The youths in Niger State have sounded a note of warning to the state government and federal government to with immediately released their COVID-19 palliative.
According to the angry youths, ”We know where the palliative is kept.”
The youths have informed the state governor and other top officials at an enlarged stakeholders’ meeting in the state capital that they did not want to disrupt the sharing of the food items by breaking into warehouses like states.
They made this clear to the governor, who was represented by his deputy, Alhaji Mohammad Ahmed Ketso, at the meeting.
Present at the meeting were some powerful traditional rulers, politicians and top government officials.
The youths reiterated that they knew all the locations where foods were being kept and that nobody could deprive them of their fair share of the items.
Major youth organisations in the state, whose agitation for improved welfare, security and job creation prompted the meeting convened by Ambassador Zubairu Dada, came out openly to speak out their minds regarding recent protests over police brutality and sharing of COVID-19 palliatives and demanded prompt action to end lingering suffering in the state.
The Chairman, Northern Coalition of the Youths, Comrade Mohammed Mohammed, who spoke extensively on the issues which they want government at both national and state levels to resolve for them, lamented that they had been taken for granted in recent years by the administration despite displaying a high level of maturity, support and understanding with the government.
He said the youths were unhappy with the government for not addressing the problem of insecurity, unemployment and police brutality which made some other youths to descend on public and private property, while they teamed up with the government to prevent looting and destruction in the state.
“We are not happy with the way this government at all levels has treated us because we have met with them and discussed various issues aimed at improving our lot but no action has ever been taken to implement any of the decisions reached with the government,” Mohammed lamented.
“We the youths in Niger State embarked on a peaceful protest in the state and also called it off because of the love we have for our state. We know the roads to the various warehouses where the palliatives meant for the people are kept, but we decided not to go and loot because we are not hoodlums.
“We decided to localise our agitations to our internal problems-insecurity, bad roads, epileptic power supply, among others, and we, therefore, call on the state government to distribute the palliatives to those concerned now since it is meant for emergency and it should therefore be treated as such immediately,” Mohammed warned.

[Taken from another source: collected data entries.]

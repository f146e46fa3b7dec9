use aws_sdk_s3::error::{DisplayErrorContext, ProvideErrorMetadata};
use aws_sdk_s3::Client;
use std::time::Instant;
use tracing::{error, info, warn};

use crate::clients::Services;
use crate::events::ObjectRef;
use crate::metric::{parse_documents, ttl_from, validate, ItemDefaults, ParseError, TableItem};
use crate::processor::config::Config;
use crate::table::{write_batches, BatchWriteOutcome};

#[derive(thiserror::Error, Debug)]
pub enum ProcessError {
    #[error("failed to download {key}: {message}")]
    Download { key: String, message: String },
    #[error("failed to parse {key}: {source}")]
    Parse {
        key: String,
        #[source]
        source: ParseError,
    },
    #[error("no metrics found in {0}")]
    Empty(String),
    #[error("no valid metrics found in {key} ({rejected} rejected)")]
    NoValidMetrics { key: String, rejected: usize },
}

/// What happened to the metrics of one object.
#[derive(Debug, Default, PartialEq)]
pub struct ObjectReport {
    pub total_metrics: usize,
    pub invalid_metrics: usize,
    pub outcome: BatchWriteOutcome,
}

pub async fn get_bytes_from_s3(
    s3_client: &Client,
    bucket: &str,
    key: &str,
) -> Result<Vec<u8>, ProcessError> {
    let start_time = Instant::now();
    let response = s3_client
        .get_object()
        .bucket(bucket)
        .key(key)
        .send()
        .await
        .map_err(|e| {
            match e.code() {
                Some("NoSuchKey") => error!("S3 object not found: {}", key),
                Some("AccessDenied") => error!("Access denied to S3 object: {}", key),
                _ => error!("S3 error for {}: {}", key, DisplayErrorContext(&e)),
            }
            ProcessError::Download {
                key: key.to_string(),
                message: DisplayErrorContext(&e).to_string(),
            }
        })?;
    info!(
        "Received response from S3 in {}ms",
        start_time.elapsed().as_millis()
    );

    // Downloading the content this way is faster and allocates less memory than using `body.collect().await?.to_vec()`
    let capacity = response.content_length.unwrap_or(64 * 1024).max(0) as usize;
    let mut data = Vec::with_capacity(capacity);
    let mut body = response.body;
    while let Some(result) = body.next().await {
        let bytes = result.map_err(|e| ProcessError::Download {
            key: key.to_string(),
            message: e.to_string(),
        })?;
        data.extend_from_slice(&bytes[..])
    }

    info!(
        "Downloaded file from S3 in {}ms. Actual size: {} bytes. Name of the file: {}",
        start_time.elapsed().as_millis(),
        data.len(),
        key
    );

    Ok(data)
}

/// Downloads, validates and stores the metrics of one object.
pub async fn process_object(
    services: &Services,
    config: &Config,
    object: &ObjectRef,
    now: i64,
) -> Result<ObjectReport, ProcessError> {
    info!("Processing: s3://{}/{}", object.bucket, object.key);

    let data = get_bytes_from_s3(&services.s3, &object.bucket, &object.key).await?;
    let documents = parse_documents(&data).map_err(|source| {
        error!("Invalid JSON in {}: {}", object.key, source);
        ProcessError::Parse {
            key: object.key.clone(),
            source,
        }
    })?;
    if documents.is_empty() {
        return Err(ProcessError::Empty(object.key.clone()));
    }

    let validation = validate(documents);
    if validation.rejected > 0 {
        warn!(
            "{} of {} metrics in {} failed validation",
            validation.rejected,
            validation.records.len() + validation.rejected,
            object.key
        );
    }
    if validation.records.is_empty() {
        return Err(ProcessError::NoValidMetrics {
            key: object.key.clone(),
            rejected: validation.rejected,
        });
    }

    let defaults = ItemDefaults {
        region: &config.region,
        environment: &config.default_environment,
    };
    let ttl = ttl_from(now, config.ttl_days);
    let items = validation
        .records
        .iter()
        .map(|record| TableItem::from_record(record, ttl, &defaults))
        .collect::<Vec<_>>();

    let outcome = write_batches(
        &*services.table,
        &items,
        &config.retry,
        services.dlq.as_deref(),
    )
    .await;

    info!(
        "Processed {} metrics: {} succeeded, {} failed",
        items.len(),
        outcome.succeeded,
        outcome.failed
    );

    Ok(ObjectReport {
        total_metrics: validation.records.len() + validation.rejected,
        invalid_metrics: validation.rejected,
        outcome,
    })
}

Adding a strong voice to that, the Chairman, National Youth Council of Nigeria, Comrade Bello Barau Sharif said they were lovers of Nigeria who believe in the unity and development of Nigeria and therefore opted against any form of destruction while other youths from other parts of the country were on the rampage destroying anything on sight in the name of protest against the police.
Sharif said: “For us in Niger State, we did not protest against the scrapping of SARS but for its reformation because we are faced with insecurity here and we are of the strong belief that the disbanded unit can play a big role in bringing peace to our local government areas already taken over by bandits.
“We also refused to vandalise government and personal properties and businesses of people because it would amount to destroying our own properties and later come back to the round table to dialogue and iron out our differences after destruction must have been made.
“However, we appeal to government at all levels not to see our calmness, maturity and simplicity as being cowards.
“A time will come when you will want to dialogue with us but you won’t be able to locate us and even if you locate us, it will be very difficult to access and plead with our over one million jobless colleagues in the state, and even if we eventually succeed accessing them, they may not listen to us,” he declared.
Sharif called on the Federal Government to take immediate steps to fix all federal roads in the state and sign the HYPADEC bill into law to cater for the various communities submerged by flood.
The convener of the meeting, Ambassador Dada, called on people of the state to shun any form of violence, adding that going violent will not in any way solve the existing problems confronting the nation.
“Let us give peace a chance; violence cannot solve any problem, but rather aggravate it. Development is a gradual process and it entails commitment and discipline by all Nigerians to succeed,” he remarked.